__WORK TO BE COMPLETED__: Whenever the word "builder" appears in a line of the data below, copy that line.

Saved entries:
use std::collections::{BTreeMap, HashMap};
use std::fmt;

use crate::event::listener::ListenerRef;
use crate::event::Priority;

/// Listeners of one event name, grouped by priority.
/// The `BTreeMap` keeps groups in ascending priority; each `Vec` keeps
/// registration order.
type PriorityGroups = BTreeMap<Priority, Vec<ListenerRef>>;

/// Store of event name -> priority -> listeners (Internal, wrapped by `Dispatcher`)
///
/// No group is ever empty and no event name ever maps to zero groups.
#[derive(Default)]
pub struct ListenerRegistry {
    listeners: HashMap<String, PriorityGroups>,
}

impl fmt::Debug for ListenerRegistry {
    fn fmt(&self, f: &mut fmt::Formatter<'_>) -> fmt::Result {
        let counts: BTreeMap<&str, usize> = self
            .listeners
            .iter()
            .map(|(name, groups)| (name.as_str(), groups.values().map(Vec::len).sum()))
            .collect();
        f.debug_struct("ListenerRegistry")
            .field("listener_counts", &counts)
            .finish()
    }
}

impl ListenerRegistry {
    pub fn new() -> Self {
        Self::default()
    }

    /// Append a listener to the end of its (event name, priority) group
    pub fn add(&mut self, event_name: &str, listener: ListenerRef, priority: Priority) {
        self.listeners
            .entry(event_name.to_string())
            .or_default()
            .entry(priority)
            .or_default()
            .push(listener);
    }

    /// Remove every registration of `listener` under `event_name`.
    /// Returns how many registrations were dropped.
    pub fn remove(&mut self, event_name: &str, listener: &ListenerRef) -> usize {
        let Some(groups) = self.listeners.get_mut(event_name) else {
            return 0;
        };

        let mut removed = 0;
        groups.retain(|_, group| {
            let before = group.len();
            group.retain(|l| l != listener);
            removed += before - group.len();
            !group.is_empty()
        });

        if groups.is_empty() {
            self.listeners.remove(event_name);
        }
        removed
    }

    pub fn has_listeners(&self, event_name: &str) -> bool {
        self.listeners
            .get(event_name)
            .is_some_and(|groups| groups.values().any(|group| !group.is_empty()))
    }

    /// Lowest priority `listener` is registered at for `event_name`
    pub fn priority_of(&self, event_name: &str, listener: &ListenerRef) -> Option<Priority> {
        self.listeners.get(event_name).and_then(|groups| {
            groups
                .iter()
                .find(|(_, group)| group.contains(listener))
                .map(|(priority, _)| *priority)
        })
    }

    /// Groups for `event_name` in ascending priority, priorities stripped
    pub fn groups(&self, event_name: &str) -> Vec<Vec<ListenerRef>> {
        self.listeners
            .get(event_name)
            .map(|groups| groups.values().cloned().collect())
            .unwrap_or_default()
    }

    /// Same as [`groups`](Self::groups) for every registered event name
    pub fn all_groups(&self) -> HashMap<String, Vec<Vec<ListenerRef>>> {
        self.listeners
            .iter()
            .map(|(name, groups)| (name.clone(), groups.values().cloned().collect()))
            .collect()
    }

    /// Flattened invocation order for `event_name`: ascending priority, then
    /// registration order
    pub fn resolve(&self, event_name: &str) -> Vec<ListenerRef> {
        self.listeners
            .get(event_name)
            .map(|groups| groups.values().flatten().cloned().collect())
            .unwrap_or_default()
    }

    pub fn count(&self, event_name: &str) -> usize {
        self.listeners
            .get(event_name)
            .map_or(0, |groups| groups.values().map(Vec::len).sum())
    }

    pub fn event_names(&self) -> Vec<String> {
        self.listeners.keys().cloned().collect()
    }

    pub fn is_empty(&self) -> bool {
        self.listeners.is_empty()
    }
}
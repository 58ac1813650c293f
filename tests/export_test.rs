use futures::StreamExt;
use promway::metrics::{
    FileExporter, MetricsCollector, MetricsConfig, install_global, track_global_exception,
    track_stream, write_snapshot,
};
use promway::testing::ExpositionSnapshot;
use std::sync::Arc;
use std::time::Duration;

#[tokio::test]
async fn test_file_sink_overwrites_with_current_snapshot() {
    let dir = tempfile::tempdir().unwrap();
    let path = dir.path().join("node_exporter").join("app.prom");
    std::fs::create_dir_all(path.parent().unwrap()).unwrap();

    let collector = MetricsCollector::new("sink").unwrap();
    collector.increment_global_exceptions();
    write_snapshot(&collector, &path).await.unwrap();

    collector.increment_global_exceptions();
    collector.increment_global_exceptions();
    write_snapshot(&collector, &path).await.unwrap();

    let snapshot = ExpositionSnapshot::parse(&std::fs::read_to_string(&path).unwrap());
    assert_eq!(snapshot.value("sink_global_exceptions_total", &[]), Some(3.0));
    assert_eq!(snapshot.type_counts()["sink_global_exceptions_total"], 1);
}

#[tokio::test]
async fn test_exporter_from_config() {
    let dir = tempfile::tempdir().unwrap();
    let config = MetricsConfig::builder()
        .prefix("cfg")
        .export_file(dir.path().join("cfg.prom"))
        .export_interval_seconds(0)
        .build();
    assert_eq!(config.export_interval(), Duration::from_secs(1));

    let collector = Arc::new(MetricsCollector::new(&config.prefix).unwrap());
    let path = config.export_file.clone().unwrap();
    let exporter = FileExporter::spawn(collector, &path, config.export_interval());

    for _ in 0..200 {
        if path.exists() {
            break;
        }
        tokio::time::sleep(Duration::from_millis(10)).await;
    }
    let text = std::fs::read_to_string(exporter.path()).unwrap();
    assert!(text.contains("# TYPE cfg_global_exceptions_total counter"));
    exporter.shutdown();
}

// The global collector is process-wide, so everything touching it lives in
// this one test.
#[tokio::test]
async fn test_global_trackers() {
    let collector = Arc::new(MetricsCollector::new("global").unwrap());
    install_global(collector.clone()).unwrap();
    assert!(install_global(collector.clone()).is_err());

    let err = "abc".parse::<i64>().unwrap_err();
    promway::track_exception!(err, 400);
    promway::track_exception!(err);
    track_global_exception();

    assert_eq!(
        collector
            .exceptions_total
            .with_label_values(&["ParseIntError", module_path!(), "400"])
            .get(),
        1
    );
    assert_eq!(
        collector
            .exceptions_total
            .with_label_values(&["ParseIntError", module_path!(), "0"])
            .get(),
        1
    );
    assert_eq!(collector.global_exceptions_total.get(), 1);

    let source = futures::stream::iter(["a", "bb", "ccc"]).map(Ok::<_, std::io::Error>);
    let chunks: Vec<_> = track_stream(source, "/global").unwrap().collect().await;
    assert_eq!(chunks.len(), 3);
    assert_eq!(
        collector.stream_bytes_total.with_label_values(&["/global"]).get(),
        6
    );
}
//! Alba-style HTTP testing utilities for instrumented routers
//!
//! Requests run through `tower::ServiceExt::oneshot`, so no server or socket
//! is involved.
//!
//! # Example
//!
//! ```rust,ignore
//! use axum::{Router, routing};
//! use promway::testing;
//!
//! #[tokio::test]
//! async fn test_metrics_endpoint() {
//!     let app = build_app();
//!
//!     testing::get(app.clone(), "/hello").execute().await.assert_ok();
//!
//!     let snapshot = testing::get(app, "/metrics")
//!         .execute()
//!         .await
//!         .assert_ok()
//!         .exposition()
//!         .await;
//!     assert_eq!(snapshot.sum("axum_http_requests_total", &[("path", "/hello")]), 1.0);
//! }
//! ```

use axum::{
    Router,
    body::Body,
    http::{HeaderName, HeaderValue, Method, Request, StatusCode, header},
    response::Response,
};
use tower::ServiceExt;

use super::exposition::ExpositionSnapshot;

/// Alba-style test scenario builder for easy endpoint testing
pub struct Scenario {
    app: Router,
    request: Request<Body>,
}

impl Scenario {
    /// Create a new test scenario with the given app
    pub fn new(app: Router) -> Self {
        Self {
            app,
            request: Request::new(Body::empty()),
        }
    }

    /// Set the HTTP method
    pub fn method(mut self, method: Method) -> Self {
        *self.request.method_mut() = method;
        self
    }

    /// Set the URI/path
    pub fn uri(mut self, uri: &str) -> Self {
        *self.request.uri_mut() = uri
            .parse()
            .unwrap_or_else(|e| panic!("invalid test URI '{}': {}", uri, e));
        self
    }

    /// Add a header
    pub fn header(mut self, key: &str, value: &str) -> Self {
        let name = HeaderName::from_bytes(key.as_bytes())
            .unwrap_or_else(|e| panic!("invalid header name '{}': {}", key, e));
        let value = HeaderValue::from_str(value)
            .unwrap_or_else(|e| panic!("invalid header value for '{}': {}", key, e));
        self.request.headers_mut().insert(name, value);
        self
    }

    /// Set plain text body with a matching Content-Length
    pub fn text_body(mut self, body: impl Into<String>) -> Self {
        let body = body.into();
        self.request
            .headers_mut()
            .insert(header::CONTENT_LENGTH, HeaderValue::from(body.len()));
        *self.request.body_mut() = Body::from(body);
        self
    }

    /// Set a body without any size header
    pub fn raw_body(mut self, body: impl Into<Body>) -> Self {
        *self.request.body_mut() = body.into();
        self
    }

    /// Execute the request and get an assertion builder
    pub async fn execute(self) -> ScenarioAssert {
        let response = match self.app.oneshot(self.request).await {
            Ok(response) => response,
            Err(infallible) => match infallible {},
        };
        ScenarioAssert { response }
    }
}

/// Assertion builder for test responses
pub struct ScenarioAssert {
    response: Response,
}

impl ScenarioAssert {
    /// Assert the response status code
    pub fn assert_status(self, expected: StatusCode) -> Self {
        assert_eq!(
            self.response.status(),
            expected,
            "Expected status {}, got {}",
            expected,
            self.response.status()
        );
        self
    }

    /// Assert status is 200 OK
    pub fn assert_ok(self) -> Self {
        self.assert_status(StatusCode::OK)
    }

    /// Assert status is 404 Not Found
    pub fn assert_not_found(self) -> Self {
        self.assert_status(StatusCode::NOT_FOUND)
    }

    /// Assert status is 500 Internal Server Error
    pub fn assert_server_error(self) -> Self {
        self.assert_status(StatusCode::INTERNAL_SERVER_ERROR)
    }

    /// Assert a header exists with the given value
    pub fn assert_header(self, key: &str, expected: &str) -> Self {
        let value = self
            .response
            .headers()
            .get(key)
            .unwrap_or_else(|| panic!("Header '{}' not found", key))
            .to_str()
            .unwrap_or_else(|_| panic!("Header '{}' is not valid UTF-8", key));
        assert_eq!(value, expected, "Header '{}' value mismatch", key);
        self
    }

    /// Get the response body as bytes
    pub async fn body_bytes(self) -> Vec<u8> {
        axum::body::to_bytes(self.response.into_body(), usize::MAX)
            .await
            .unwrap_or_else(|e| panic!("failed to read response body: {}", e))
            .to_vec()
    }

    /// Get the response body as a string
    pub async fn body_string(self) -> String {
        String::from_utf8(self.body_bytes().await)
            .unwrap_or_else(|e| panic!("response body is not UTF-8: {}", e))
    }

    /// Assert the response body contains the given text
    pub async fn assert_contains(self, text: &str) -> Self {
        let body = self.body_string().await;
        assert!(
            body.contains(text),
            "Response body does not contain '{}'. Body: {}",
            text,
            body
        );
        Self {
            response: Response::new(Body::from(body)),
        }
    }

    /// Parse the body as Prometheus text exposition
    pub async fn exposition(self) -> ExpositionSnapshot {
        ExpositionSnapshot::parse(&self.body_string().await)
    }

    /// Get the underlying response for custom assertions
    pub fn response(self) -> Response {
        self.response
    }
}

/// Convenience function to create a GET request scenario
pub fn get(app: Router, uri: &str) -> Scenario {
    Scenario::new(app).method(Method::GET).uri(uri)
}

/// Convenience function to create a POST request scenario
pub fn post(app: Router, uri: &str) -> Scenario {
    Scenario::new(app).method(Method::POST).uri(uri)
}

__RESPONSE TO THE TASK__:
    let config = MetricsConfig::builder()
/// Alba-style test scenario builder for easy endpoint testing
    /// Execute the request and get an assertion builder
/// Assertion builder for test responses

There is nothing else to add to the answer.